Problem to solve:
For the entries that follow, say how many lines hold the string "info", with nothing else in the reply.

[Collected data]
___

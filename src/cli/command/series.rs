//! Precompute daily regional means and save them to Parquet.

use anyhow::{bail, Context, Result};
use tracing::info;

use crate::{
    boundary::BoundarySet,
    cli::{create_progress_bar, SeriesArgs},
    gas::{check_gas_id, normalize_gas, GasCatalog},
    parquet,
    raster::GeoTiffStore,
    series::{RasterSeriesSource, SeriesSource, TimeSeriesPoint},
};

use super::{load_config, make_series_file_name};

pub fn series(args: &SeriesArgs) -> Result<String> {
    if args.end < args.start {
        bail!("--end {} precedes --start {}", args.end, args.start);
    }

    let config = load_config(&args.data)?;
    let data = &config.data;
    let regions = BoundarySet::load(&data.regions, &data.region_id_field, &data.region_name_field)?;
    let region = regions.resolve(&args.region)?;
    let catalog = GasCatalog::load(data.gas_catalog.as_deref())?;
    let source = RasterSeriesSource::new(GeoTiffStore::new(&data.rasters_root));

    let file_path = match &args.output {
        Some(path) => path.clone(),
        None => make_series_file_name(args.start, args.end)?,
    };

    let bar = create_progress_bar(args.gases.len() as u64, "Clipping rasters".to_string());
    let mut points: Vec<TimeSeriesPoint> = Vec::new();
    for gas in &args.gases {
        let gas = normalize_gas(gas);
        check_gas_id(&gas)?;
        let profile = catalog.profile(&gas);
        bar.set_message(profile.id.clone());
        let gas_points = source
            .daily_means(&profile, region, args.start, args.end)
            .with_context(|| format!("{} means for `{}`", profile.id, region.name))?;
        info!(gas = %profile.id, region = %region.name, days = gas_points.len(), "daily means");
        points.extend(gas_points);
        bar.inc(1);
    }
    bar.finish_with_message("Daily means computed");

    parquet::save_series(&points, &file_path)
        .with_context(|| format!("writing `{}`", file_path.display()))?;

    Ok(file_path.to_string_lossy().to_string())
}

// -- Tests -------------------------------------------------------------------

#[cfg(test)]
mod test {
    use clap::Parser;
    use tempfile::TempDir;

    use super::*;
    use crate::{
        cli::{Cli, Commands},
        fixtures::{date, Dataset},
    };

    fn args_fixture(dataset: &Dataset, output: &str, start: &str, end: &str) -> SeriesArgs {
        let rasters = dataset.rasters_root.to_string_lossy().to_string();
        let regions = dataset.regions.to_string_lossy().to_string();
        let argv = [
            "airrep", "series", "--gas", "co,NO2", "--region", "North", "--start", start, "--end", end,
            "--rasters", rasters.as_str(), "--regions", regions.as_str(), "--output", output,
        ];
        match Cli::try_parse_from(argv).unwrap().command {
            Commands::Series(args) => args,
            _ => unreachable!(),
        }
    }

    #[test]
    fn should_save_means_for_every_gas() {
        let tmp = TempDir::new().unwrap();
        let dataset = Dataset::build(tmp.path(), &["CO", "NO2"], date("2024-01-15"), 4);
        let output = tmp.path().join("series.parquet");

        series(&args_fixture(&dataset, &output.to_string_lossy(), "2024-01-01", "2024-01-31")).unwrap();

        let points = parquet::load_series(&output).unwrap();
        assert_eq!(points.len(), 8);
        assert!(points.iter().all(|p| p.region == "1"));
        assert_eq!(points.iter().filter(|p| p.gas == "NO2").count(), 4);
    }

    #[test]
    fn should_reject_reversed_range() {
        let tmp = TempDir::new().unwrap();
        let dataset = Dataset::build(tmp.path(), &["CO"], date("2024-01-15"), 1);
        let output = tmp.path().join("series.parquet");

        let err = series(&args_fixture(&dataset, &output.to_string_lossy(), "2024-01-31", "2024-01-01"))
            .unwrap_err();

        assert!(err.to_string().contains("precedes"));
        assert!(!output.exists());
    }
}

___

Response to this exercise:
2